WAV crunchin', Video Encoding, KribiBench, Raytracing
The Prescott also has a hard time of it when encoding 607MB of WAV files into 192kb/s MP3 format. It's not just a little slower, it's abysmally so. It's a test that doesn't benefit from the Prescott's improvements, unless it is conducted with an eye towards hyper-threading. The 3.4GHz Extreme and regular editions, by dint of their clock speed, further extend the P4's usual benchmarking lead here.
The XviD CODEC (build 24062003-1, Koepi's) was used to encode the first vob of Sleepy Hollow (DVD) using the Gordian Knot package and an average bitrate of 1433kBit/s. No sound was encoded. Unfortunately ,for reasons given in the notes' section, we were unable to complete testing with the Prescott CPU. What we can infer is that the Extreme Edition's cache does marginally help in this test. Both EEs are a few seconds faster than their regular counterparts. It's no surprise that the 3.4GHz EE wins the day.
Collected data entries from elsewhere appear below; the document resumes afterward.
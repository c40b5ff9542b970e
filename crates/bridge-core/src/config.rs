//! Ambient application configuration (`AppConfig`): every setting that, in
//! the original, lived as a hardcoded constant or module-level dict literal
//! (agent registry URLs, workflow IDs, the Supervisor's active window) now
//! has a `Default` and an env-var override, in the same shape as the
//! conductor's own config loader.

use std::path::PathBuf;
use std::time::Duration;

use serde::{Deserialize, Serialize};

const ENV_PREFIX: &str = "BRIDGE_";

#[derive(Debug, Clone, Serialize, Deserialize)]
pub struct AppConfig {
    pub vault: VaultConfig,
    pub http: HttpConfig,
    pub workflows: WorkflowConfig,
    pub supervisor: SupervisorConfig,
    pub budget: BudgetConfig,
    pub snapshot: SnapshotConfig,
    pub error_log: ErrorLogConfig,
    pub circuit_breaker: CircuitBreakerConfig,
}

#[derive(Debug, Clone, Serialize, Deserialize)]
pub struct VaultConfig {
    pub vault_path: PathBuf,
    pub salt_path: PathBuf,
}

#[derive(Debug, Clone, Serialize, Deserialize)]
pub struct HttpConfig {
    pub webhook_url: String,
    pub base_url: String,
    #[serde(with = "humantime_serde")]
    pub request_timeout: Duration,
}

/// One configured workflow entry. Replaces the original's hardcoded
/// `ALPHA_WORKFLOWS`/`META_WORKFLOWS` dict literals — those IDs are
/// account-specific production values, not defaults a rewritten crate
/// should bake in.
#[derive(Debug, Clone, Serialize, Deserialize)]
pub struct WorkflowEntry {
    pub id: String,
    pub name: String,
}

#[derive(Debug, Clone, Serialize, Deserialize, Default)]
pub struct WorkflowConfig {
    pub alpha: Vec<WorkflowEntry>,
    pub meta: Vec<WorkflowEntry>,
}

/// A configurable active window, replacing the original's hardcoded
/// Mon/Tue 9-4 recalibration schedule.
#[derive(Debug, Clone, Serialize, Deserialize)]
pub struct ActiveWindowConfig {
    /// 0 = Monday .. 6 = Sunday.
    pub active_weekdays: Vec<u8>,
    pub start_hour: u8,
    pub end_hour: u8,
}

#[derive(Debug, Clone, Serialize, Deserialize)]
pub struct SupervisorConfig {
    pub active_window: ActiveWindowConfig,
    #[serde(with = "humantime_serde")]
    pub tick_interval: Duration,
    pub brand_tokens: Vec<String>,
    /// Hour (local, 0-23) at/after which the once-per-day recalibration
    /// trigger fires if it hasn't already run today.
    pub daily_recalibration_hour: u8,
    pub daily_recalibration_minute: u8,
    #[serde(with = "humantime_serde")]
    pub subprocess_timeout: Duration,
    /// Watched JSON file whose "open position" identifiers are diffed tick
    /// to tick; new identifiers trigger the subprocess with a force flag.
    pub portfolio_path: PathBuf,
    pub local_health_url: String,
    /// The domain subprocess invoked on new open positions and daily
    /// recalibration. Not a teacher precedent — configurable per spec's
    /// Open Question rather than a baked-in script path.
    pub subprocess_command: Vec<String>,
}

#[derive(Debug, Clone, Serialize, Deserialize)]
pub struct BudgetConfig {
    pub monthly_limit: u64,
    pub log_path: PathBuf,
}

#[derive(Debug, Clone, Serialize, Deserialize)]
pub struct SnapshotConfig {
    pub snapshot_dir: PathBuf,
    pub max_per_file: usize,
}

#[derive(Debug, Clone, Serialize, Deserialize)]
pub struct ErrorLogConfig {
    pub log_path: PathBuf,
    pub max_size_mb: u64,
}

#[derive(Debug, Clone, Serialize, Deserialize)]
pub struct CircuitBreakerConfig {
    pub failure_threshold: u32,
    #[serde(with = "humantime_serde")]
    pub cooldown: Duration,
    pub success_threshold: u32,
    pub state_dir: PathBuf,
}

mod humantime_serde {
    use serde::{self, Deserialize, Deserializer, Serializer};
    use std::time::Duration;

    pub fn serialize<S>(duration: &Duration, serializer: S) -> Result<S::Ok, S::Error>
    where
        S: Serializer,
    {
        serializer.serialize_u64(duration.as_millis() as u64)
    }

    pub fn deserialize<'de, D>(deserializer: D) -> Result<Duration, D::Error>
    where
        D: Deserializer<'de>,
    {
        let ms = u64::deserialize(deserializer)?;
        Ok(Duration::from_millis(ms))
    }
}

fn state_dir() -> PathBuf {
    dirs::data_local_dir()
        .unwrap_or_else(|| PathBuf::from("."))
        .join("bridge")
}

impl Default for AppConfig {
    fn default() -> Self {
        Self {
            vault: VaultConfig::default(),
            http: HttpConfig::default(),
            workflows: WorkflowConfig::default(),
            supervisor: SupervisorConfig::default(),
            budget: BudgetConfig::default(),
            snapshot: SnapshotConfig::default(),
            error_log: ErrorLogConfig::default(),
            circuit_breaker: CircuitBreakerConfig::default(),
        }
    }
}

impl Default for VaultConfig {
    fn default() -> Self {
        Self {
            vault_path: state_dir().join("vault.enc"),
            salt_path: state_dir().join("vault.salt"),
        }
    }
}

impl Default for HttpConfig {
    fn default() -> Self {
        Self {
            webhook_url: String::new(),
            base_url: String::new(),
            request_timeout: Duration::from_secs(300),
        }
    }
}

impl Default for ActiveWindowConfig {
    fn default() -> Self {
        Self {
            active_weekdays: vec![0, 1],
            start_hour: 9,
            end_hour: 16,
        }
    }
}

impl Default for SupervisorConfig {
    fn default() -> Self {
        Self {
            active_window: ActiveWindowConfig::default(),
            tick_interval: Duration::from_secs(300),
            brand_tokens: vec![],
            daily_recalibration_hour: 9,
            daily_recalibration_minute: 15,
            subprocess_timeout: Duration::from_secs(120),
            portfolio_path: state_dir().join("Alpha_Data").join("portfolio.json"),
            local_health_url: "http://127.0.0.1:8000/api/health".to_string(),
            subprocess_command: vec![],
        }
    }
}

impl Default for BudgetConfig {
    fn default() -> Self {
        Self {
            monthly_limit: 1000,
            log_path: state_dir().join("budget_log.json"),
        }
    }
}

impl Default for SnapshotConfig {
    fn default() -> Self {
        Self {
            snapshot_dir: state_dir().join("snapshots"),
            max_per_file: 10,
        }
    }
}

impl Default for ErrorLogConfig {
    fn default() -> Self {
        Self {
            log_path: state_dir().join("errors.jsonl"),
            max_size_mb: 10,
        }
    }
}

impl Default for CircuitBreakerConfig {
    fn default() -> Self {
        Self {
            failure_threshold: 3,
            cooldown: Duration::from_secs(60),
            success_threshold: 2,
            state_dir: state_dir().join("circuit_state"),
        }
    }
}

impl AppConfig {
    /// Load config, applying `BRIDGE_`-prefixed environment-variable
    /// overrides on top of defaults.
    pub fn load() -> Self {
        let mut cfg = Self::default();

        if let Ok(v) = std::env::var(format!("{}WEBHOOK_URL", ENV_PREFIX)) {
            cfg.http.webhook_url = v;
        }
        if let Ok(v) = std::env::var(format!("{}BASE_URL", ENV_PREFIX)) {
            cfg.http.base_url = v;
        }
        if let Ok(v) = std::env::var(format!("{}VAULT_PATH", ENV_PREFIX)) {
            cfg.vault.vault_path = PathBuf::from(v);
        }
        if let Ok(v) = std::env::var(format!("{}VAULT_SALT_PATH", ENV_PREFIX)) {
            cfg.vault.salt_path = PathBuf::from(v);
        }
        if let Ok(v) = std::env::var(format!("{}BUDGET_MONTHLY_LIMIT", ENV_PREFIX)) {
            if let Ok(n) = v.parse::<u64>() {
                cfg.budget.monthly_limit = n;
            }
        }
        if let Ok(v) = std::env::var(format!("{}BUDGET_LOG_PATH", ENV_PREFIX)) {
            cfg.budget.log_path = PathBuf::from(v);
        }
        if let Ok(v) = std::env::var(format!("{}SNAPSHOT_DIR", ENV_PREFIX)) {
            cfg.snapshot.snapshot_dir = PathBuf::from(v);
        }
        if let Ok(v) = std::env::var(format!("{}SNAPSHOT_MAX_PER_FILE", ENV_PREFIX)) {
            if let Ok(n) = v.parse::<usize>() {
                cfg.snapshot.max_per_file = n;
            }
        }
        if let Ok(v) = std::env::var(format!("{}ERROR_LOG_PATH", ENV_PREFIX)) {
            cfg.error_log.log_path = PathBuf::from(v);
        }
        if let Ok(v) = std::env::var(format!("{}ERROR_LOG_MAX_SIZE_MB", ENV_PREFIX)) {
            if let Ok(n) = v.parse::<u64>() {
                cfg.error_log.max_size_mb = n;
            }
        }
        if let Ok(v) = std::env::var(format!("{}CIRCUIT_FAILURE_THRESHOLD", ENV_PREFIX)) {
            if let Ok(n) = v.parse::<u32>() {
                cfg.circuit_breaker.failure_threshold = n;
            }
        }
        if let Ok(v) = std::env::var(format!("{}CIRCUIT_COOLDOWN_MS", ENV_PREFIX)) {
            if let Ok(ms) = v.parse::<u64>() {
                cfg.circuit_breaker.cooldown = Duration::from_millis(ms);
            }
        }
        if let Ok(v) = std::env::var(format!("{}CIRCUIT_STATE_DIR", ENV_PREFIX)) {
            cfg.circuit_breaker.state_dir = PathBuf::from(v);
        }
        if let Ok(v) = std::env::var(format!("{}SUPERVISOR_TICK_MS", ENV_PREFIX)) {
            if let Ok(ms) = v.parse::<u64>() {
                cfg.supervisor.tick_interval = Duration::from_millis(ms);
            }
        }
        if let Ok(v) = std::env::var(format!("{}SUPERVISOR_PORTFOLIO_PATH", ENV_PREFIX)) {
            cfg.supervisor.portfolio_path = PathBuf::from(v);
        }
        if let Ok(v) = std::env::var(format!("{}SUPERVISOR_LOCAL_HEALTH_URL", ENV_PREFIX)) {
            cfg.supervisor.local_health_url = v;
        }
        if let Ok(v) = std::env::var(format!("{}SUPERVISOR_SUBPROCESS_COMMAND", ENV_PREFIX)) {
            cfg.supervisor.subprocess_command = v.split_whitespace().map(String::from).collect();
        }

        cfg
    }

    /// Load from a YAML file (merged with defaults via serde's `Default`
    /// field behavior is not automatic; callers that need partial overlays
    /// should load defaults and replace sections explicitly). Full-file
    /// replacement, for deployments that ship a complete config.yaml.
    pub fn load_from_file(path: &std::path::Path) -> anyhow::Result<Self> {
        let content = std::fs::read_to_string(path)?;
        let cfg: AppConfig = serde_yaml::from_str(&content)?;
        Ok(cfg)
    }
}

#[cfg(test)]
mod tests {
    use super::*;
    use serial_test::serial;

    #[test]
    fn defaults_are_sane() {
        let cfg = AppConfig::default();
        assert_eq!(cfg.circuit_breaker.failure_threshold, 3);
        assert_eq!(cfg.supervisor.active_window.active_weekdays, vec![0, 1]);
        assert_eq!(cfg.budget.monthly_limit, 1000);
    }

    #[test]
    #[serial]
    fn env_overrides_apply() {
        std::env::set_var("BRIDGE_WEBHOOK_URL", "https://example.test/webhook/x");
        std::env::set_var("BRIDGE_BUDGET_MONTHLY_LIMIT", "5000");
        let cfg = AppConfig::load();
        std::env::remove_var("BRIDGE_WEBHOOK_URL");
        std::env::remove_var("BRIDGE_BUDGET_MONTHLY_LIMIT");

        assert_eq!(cfg.http.webhook_url, "https://example.test/webhook/x");
        assert_eq!(cfg.budget.monthly_limit, 5000);
    }

    #[test]
    fn yaml_round_trips() {
        let dir = tempfile::tempdir().unwrap();
        let path = dir.path().join("config.yaml");
        let cfg = AppConfig::default();
        std::fs::write(&path, serde_yaml::to_string(&cfg).unwrap()).unwrap();
        let loaded = AppConfig::load_from_file(&path).unwrap();
        assert_eq!(loaded.budget.monthly_limit, cfg.budget.monthly_limit);
    }
}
AMD's Athlon 64s aren't too far behind, though.
The Prescott finally does something well. It's faster than both its Northwood and Extreme Edition 3.2GHz counterparts in Realstorm's raytracing benchmark. It can't match the 3.4GHz CPUs' speed and falls way short of the prodigious raytracing ability of the Athlon 64s.
Another decent showing from the three new P4s in KribiBench. KribiBench is an easy-to-use benchmark from Adept Development. It's a software (read subsystem) renderer that's capable of rendering amazingly complex scenes. The benchmark can be downloaded from here and features models with 16.7 billion polygons. The test is the rather easier JetShadow model with the realistic setting. SSE2 technology and a large on-chip cache appear to be the performance drivers here.